#### WHAT TO DO:
Even where a line looks wrong, copy it exactly and include every entry.

◇ ◇ ◇

//! Field-type code → entity display name.
//!
//! Each legacy field type keeps its entities in a table of its own. A
//! [`NameResolvers`] registry maps the code to the strategy that looks the
//! name up; a new entity type is one `register` call.

use std::collections::BTreeMap;

use async_trait::async_trait;

use super::store::LinkSource;
use crate::error::Result;

/// Looks up the display name of one entity.
#[async_trait]
pub trait NameResolver: Send + Sync {
    /// `Ok(None)` when the entity row does not exist.
    async fn resolve(&self, source: &dyn LinkSource, entity_id: i64) -> Result<Option<String>>;

    /// Short label for logs.
    fn label(&self) -> &str;
}

/// Resolver backed by a single entity table.
#[derive(Debug, Clone)]
pub struct EntityTableResolver {
    table: &'static str,
}

impl EntityTableResolver {
    pub fn new(table: &'static str) -> Self {
        Self { table }
    }
}

#[async_trait]
impl NameResolver for EntityTableResolver {
    async fn resolve(&self, source: &dyn LinkSource, entity_id: i64) -> Result<Option<String>> {
        source.entity_name(self.table, entity_id).await
    }

    fn label(&self) -> &str {
        self.table
    }
}

/// Legacy field-type codes and their entity tables.
pub const ENTITY_TABLES: [(i64, &str); 6] = [
    (1, "entity_skill"),
    (2, "entity_asset"),
    (3, "entity_work"),
    (4, "entity_circle"),
    (5, "entity_quest"),
    (6, "entity_life"),
];

/// Registry of name resolvers keyed by field-type code.
pub struct NameResolvers {
    by_code: BTreeMap<i64, Box<dyn NameResolver>>,
}

impl NameResolvers {
    /// Empty registry.
    pub fn empty() -> Self {
        Self {
            by_code: BTreeMap::new(),
        }
    }

    /// Registry with the six legacy entity tables.
    pub fn builtin() -> Self {
        ENTITY_TABLES
            .iter()
            .fold(Self::empty(), |registry, &(code, table)| {
                registry.register(code, EntityTableResolver::new(table))
            })
    }

    /// Register (or replace) the resolver for a code.
    pub fn register(mut self, code: i64, resolver: impl NameResolver + 'static) -> Self {
        self.by_code.insert(code, Box::new(resolver));
        self
    }

    /// Resolver for a code; `None` for unregistered codes.
    pub fn get(&self, code: i64) -> Option<&dyn NameResolver> {
        self.by_code.get(&code).map(|r| r.as_ref())
    }

    /// Registered codes in ascending order.
    pub fn codes(&self) -> Vec<i64> {
        self.by_code.keys().copied().collect()
    }
}

impl Default for NameResolvers {
    fn default() -> Self {
        Self::builtin()
    }
}

#[cfg(test)]
mod tests {
    use super::*;

    #[test]
    fn test_builtin_covers_codes_one_to_six() {
        let registry = NameResolvers::builtin();
        assert_eq!(registry.codes(), vec![1, 2, 3, 4, 5, 6]);
        assert_eq!(registry.get(1).map(|r| r.label()), Some("entity_skill"));
        assert_eq!(registry.get(6).map(|r| r.label()), Some("entity_life"));
        assert!(registry.get(0).is_none());
        assert!(registry.get(7).is_none());
    }

    #[test]
    fn test_register_adds_seventh_type() {
        let registry = NameResolvers::builtin().register(7, EntityTableResolver::new("entity_travel"));
        assert_eq!(registry.get(7).map(|r| r.label()), Some("entity_travel"));
    }
}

◇ ◇ ◇

#### REPLY:
//! Field-type code → entity display name.
//!
//! Each legacy field type keeps its entities in a table of its own. A
//! [`NameResolvers`] registry maps the code to the strategy that looks the
//! name up; a new entity type is one `register` call.

use std::collections::BTreeMap;

use async_trait::async_trait;

use super::store::LinkSource;
use crate::error::Result;

/// Looks up the display name of one entity.
#[async_trait]
pub trait NameResolver: Send + Sync {
    /// `Ok(None)` when the entity row does not exist.
    async fn resolve(&self, source: &dyn LinkSource, entity_id: i64) -> Result<Option<String>>;

    /// Short label for logs.
    fn label(&self) -> &str;
}

/// Resolver backed by a single entity table.
#[derive(Debug, Clone)]
pub struct EntityTableResolver {
    table: &'static str,
}

impl EntityTableResolver {
    pub fn new(table: &'static str) -> Self {
        Self { table }
    }
}

#[async_trait]
impl NameResolver for EntityTableResolver {
    async fn resolve(&self, source: &dyn LinkSource, entity_id: i64) -> Result<Option<String>> {
        source.entity_name(self.table, entity_id).await
    }

    fn label(&self) -> &str {
        self.table
    }
}

/// Legacy field-type codes and their entity tables.
pub const ENTITY_TABLES: [(i64, &str); 6] = [
    (1, "entity_skill"),
    (2, "entity_asset"),
    (3, "entity_work"),
    (4, "entity_circle"),
    (5, "entity_quest"),
    (6, "entity_life"),
];

/// Registry of name resolvers keyed by field-type code.
pub struct NameResolvers {
    by_code: BTreeMap<i64, Box<dyn NameResolver>>,
}

impl NameResolvers {
    /// Empty registry.
    pub fn empty() -> Self {
        Self {
            by_code: BTreeMap::new(),
        }
    }

    /// Registry with the six legacy entity tables.
    pub fn builtin() -> Self {
        ENTITY_TABLES
            .iter()
            .fold(Self::empty(), |registry, &(code, table)| {
                registry.register(code, EntityTableResolver::new(table))
            })
    }

    /// Register (or replace) the resolver for a code.
    pub fn register(mut self, code: i64, resolver: impl NameResolver + 'static) -> Self {
        self.by_code.insert(code, Box::new(resolver));
        self
    }

    /// Resolver for a code; `None` for unregistered codes.
    pub fn get(&self, code: i64) -> Option<&dyn NameResolver> {
        self.by_code.get(&code).map(|r| r.as_ref())
    }

    /// Registered codes in ascending order.
    pub fn codes(&self) -> Vec<i64> {
        self.by_code.keys().copied().collect()
    }
}

impl Default for NameResolvers {
    fn default() -> Self {
        Self::builtin()
    }
}

#[cfg(test)]
mod tests {
    use super::*;

    #[test]
    fn test_builtin_covers_codes_one_to_six() {
        let registry = NameResolvers::builtin();
        assert_eq!(registry.codes(), vec![1, 2, 3, 4, 5, 6]);
        assert_eq!(registry.get(1).map(|r| r.label()), Some("entity_skill"));
        assert_eq!(registry.get(6).map(|r| r.label()), Some("entity_life"));
        assert!(registry.get(0).is_none());
        assert!(registry.get(7).is_none());
    }

    #[test]
    fn test_register_adds_seventh_type() {
        let registry = NameResolvers::builtin().register(7, EntityTableResolver::new("entity_travel"));
        assert_eq!(registry.get(7).map(|r| r.label()), Some("entity_travel"));
    }
}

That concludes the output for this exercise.